We're going to follow Let's Encrypt official guide: https://certbot.eff.org/lets-encrypt/debianbuster-nginx and choose the apropiate options.

This guide explains how to configure let's encrypt in a Dradis Pro instance based on Debian 10. If your instance uses another OS, some commands may change.

In short, what this guide is trying to do is summarized in this script:

    #!/bin/bash

    # Request server droplet name as $server
    echo "What is the server address? E.g. test.dradisframework.net"
    read server

    # Certification
    sudo sed -i -e "s/# server_name dradispro.local;/server_name $server;/g" /etc/nginx/sites-enabled/dradispro
    sudo apt-get install -y certbot python-certbot-nginx
    sudo certbot certonly --nginx


    echo $server

    cd /etc/ssl/dradispro.local/
    sudo rm bundle.dradispro.local.crt
    sudo ln -s /etc/letsencrypt/live/$server/fullchain.pem bundle.dradispro.local.crt
    sudo rm dradispro.local.key
    sudo ln -s /etc/letsencrypt/live/$server/privkey.pem dradispro.local.key

    sudo service nginx reload

Feel free to scp this script to your instance an execute it, or try the step by step manual instructions below:

  1. SSH into the box as dradispro

  2. Update the server_name directive of /etc/nginx/sites-enabled/dradispro to your desired FQDN. From:
    # server_name dradispro.local;
    To:
    server_name custom.domain.net

    (use your own custom domain)

  3. Get certbot:
    sudo apt-get install certbot python-certbot-nginx
  4. Get the SSL cert:
    sudo certbot certonly --nginx 

    If this step fails (e.g. you get a message like nginx restart failed:), check your /etc/nginx/nginx.conf file.

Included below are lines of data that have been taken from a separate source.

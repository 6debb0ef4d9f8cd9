//! Test utilities for the workflow tests

#![allow(dead_code)]

use async_trait::async_trait;
use std::collections::VecDeque;
use std::path::{Path, PathBuf};
use std::sync::atomic::{AtomicUsize, Ordering};
use std::sync::{Arc, Mutex};
use std::time::Duration;
use testinium_pipeline::api::{
    ProjectUpdate, ReportResponse, RunResponse, TestiniumApi, TokenResponse, UploadResponse,
};
use testinium_pipeline::core::{
    AccessToken, Credentials, Project, ResultSummary, RunConfig, StageOutcome,
};
use testinium_pipeline::execution::{WorkflowEvent, WorkflowOrchestrator};

/// Outcomes returned by one operation, in order
///
/// Once the queue is drained every call gets the fallback outcome.
pub struct Script<T> {
    queue: Mutex<VecDeque<StageOutcome<T>>>,
    fallback: StageOutcome<T>,
    calls: AtomicUsize,
}

impl<T: Clone> Script<T> {
    pub fn always(fallback: StageOutcome<T>) -> Self {
        Self {
            queue: Mutex::new(VecDeque::new()),
            fallback,
            calls: AtomicUsize::new(0),
        }
    }

    fn replace(&mut self, outcomes: Vec<StageOutcome<T>>) {
        self.queue = Mutex::new(outcomes.into());
    }

    fn next(&self) -> StageOutcome<T> {
        self.calls.fetch_add(1, Ordering::SeqCst);
        self.queue
            .lock()
            .unwrap()
            .pop_front()
            .unwrap_or_else(|| self.fallback.clone())
    }

    /// Number of times the operation was called
    pub fn calls(&self) -> usize {
        self.calls.load(Ordering::SeqCst)
    }
}

/// Mock API that plays back scripted outcomes per operation
///
/// Unscripted operations succeed: the login yields a token, the project
/// exists, the upload yields file token `T1`, the run gets execution id
/// `E1`, the plan is never running and the report is all green.
pub struct ScriptedApi {
    pub auth: Script<TokenResponse>,
    pub project: Script<Project>,
    pub upload: Script<UploadResponse>,
    pub update: Script<Project>,
    pub trigger: Script<RunResponse>,
    pub status: Script<bool>,
    pub report: Script<ReportResponse>,
    pub updates: Mutex<Vec<ProjectUpdate>>,
    pub reports_requested: Mutex<Vec<String>>,
}

impl ScriptedApi {
    pub fn new() -> Self {
        Self {
            auth: Script::always(StageOutcome::Success(token("token-1"))),
            project: Script::always(StageOutcome::Success(project())),
            upload: Script::always(StageOutcome::Success(uploaded("T1"))),
            update: Script::always(StageOutcome::Success(project())),
            trigger: Script::always(StageOutcome::Success(RunResponse {
                execution_id: Some(serde_json::json!("E1")),
            })),
            status: Script::always(StageOutcome::Success(false)),
            report: Script::always(StageOutcome::Success(report(10, 0, 0))),
            updates: Mutex::new(Vec::new()),
            reports_requested: Mutex::new(Vec::new()),
        }
    }

    pub fn with_auth(mut self, outcomes: Vec<StageOutcome<TokenResponse>>) -> Self {
        self.auth.replace(outcomes);
        self
    }

    pub fn with_project(mut self, fallback: StageOutcome<Project>) -> Self {
        self.project = Script::always(fallback);
        self
    }

    pub fn with_upload(mut self, outcomes: Vec<StageOutcome<UploadResponse>>) -> Self {
        self.upload.replace(outcomes);
        self
    }

    pub fn with_status(mut self, outcomes: Vec<StageOutcome<bool>>) -> Self {
        self.status.replace(outcomes);
        self
    }

    /// Plan keeps running once the scripted answers are used up
    pub fn running_forever(mut self, outcomes: Vec<StageOutcome<bool>>) -> Self {
        self.status = Script::always(StageOutcome::Success(true));
        self.status.replace(outcomes);
        self
    }

    pub fn with_report(mut self, summary: ResultSummary) -> Self {
        self.report = Script::always(StageOutcome::Success(ReportResponse {
            result_summary: summary,
        }));
        self
    }

    /// Calls made to every operation, in stage order
    pub fn call_counts(&self) -> [usize; 7] {
        [
            self.auth.calls(),
            self.project.calls(),
            self.upload.calls(),
            self.update.calls(),
            self.trigger.calls(),
            self.status.calls(),
            self.report.calls(),
        ]
    }
}

impl Default for ScriptedApi {
    fn default() -> Self {
        Self::new()
    }
}

#[async_trait]
impl TestiniumApi for ScriptedApi {
    async fn authenticate(&self, _credentials: &Credentials) -> StageOutcome<TokenResponse> {
        self.auth.next()
    }

    async fn find_project(&self, _project_id: &str, _token: &AccessToken) -> StageOutcome<Project> {
        self.project.next()
    }

    async fn upload(&self, _artifact: &Path, _token: &AccessToken) -> StageOutcome<UploadResponse> {
        self.upload.next()
    }

    async fn update_project(
        &self,
        update: &ProjectUpdate,
        _token: &AccessToken,
    ) -> StageOutcome<Project> {
        self.updates.lock().unwrap().push(update.clone());
        self.update.next()
    }

    async fn trigger_run(&self, _plan_id: &str, _token: &AccessToken) -> StageOutcome<RunResponse> {
        self.trigger.next()
    }

    async fn is_running(&self, _plan_id: &str, _token: &AccessToken) -> StageOutcome<bool> {
        self.status.next()
    }

    async fn fetch_report(
        &self,
        execution_id: &str,
        _token: &AccessToken,
    ) -> StageOutcome<ReportResponse> {
        self.reports_requested
            .lock()
            .unwrap()
            .push(execution_id.to_string());
        self.report.next()
    }
}

pub fn token(value: &str) -> TokenResponse {
    TokenResponse {
        access_token: Some(value.to_string()),
    }
}

pub fn uploaded(file_token: &str) -> UploadResponse {
    UploadResponse {
        file_token: Some(file_token.to_string()),
        meta_data: None,
    }
}

pub fn report(success: u64, failure: u64, error: u64) -> ReportResponse {
    ReportResponse {
        result_summary: ResultSummary::new(success, failure, error),
    }
}

pub fn project() -> Project {
    serde_json::from_value(serde_json::json!({
        "id": 7,
        "project_name": "Checkout",
        "test_framework": "APPIUM",
        "test_runner_tool": "MAVEN",
        "repository_path": "git@example.com:qa/checkout.git",
        "test_file_type": "JAVA"
    }))
    .unwrap()
}

/// Run configuration for plan 42 of project 7
pub fn run_config(app_path: impl Into<PathBuf>, timeout: Duration) -> RunConfig {
    RunConfig::new(
        app_path,
        Credentials {
            username: "qa@example.com".to_string(),
            password: "secret".to_string(),
        },
        "42",
        "7",
        timeout,
    )
}

/// Record every event the orchestrator emits
pub fn record_events<A: TestiniumApi>(
    orchestrator: &mut WorkflowOrchestrator<A>,
) -> Arc<Mutex<Vec<WorkflowEvent>>> {
    let events = Arc::new(Mutex::new(Vec::new()));
    let sink = events.clone();
    orchestrator.add_event_handler(move |event| sink.lock().unwrap().push(event.clone()));
    events
}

    When asked enter the number that corresponds to the FQDN you entered before, probably 1 as we are using a single server name.

    Note down the location of the certificate bundle and key.

  5. Update the symlink targets NGINX uses to find the right SSL cert:
    cd /etc/ssl/dradispro.local/
    sudo rm bundle.dradispro.local.crt
    sudo ln -s /etc/letsencrypt/live/custom.domain.net/fullchain.pem bundle.dradispro.local.crt
    
    sudo rm dradispro.local.key
    sudo ln -s /etc/letsencrypt/live/custom.domain.net/privkey.pem dradispro.local.key
  6. Reload nginx:
    sudo service nginx reload
  7. Keep following the instructions in the official guide from step 4 to test automatic renewal and check the certificate works.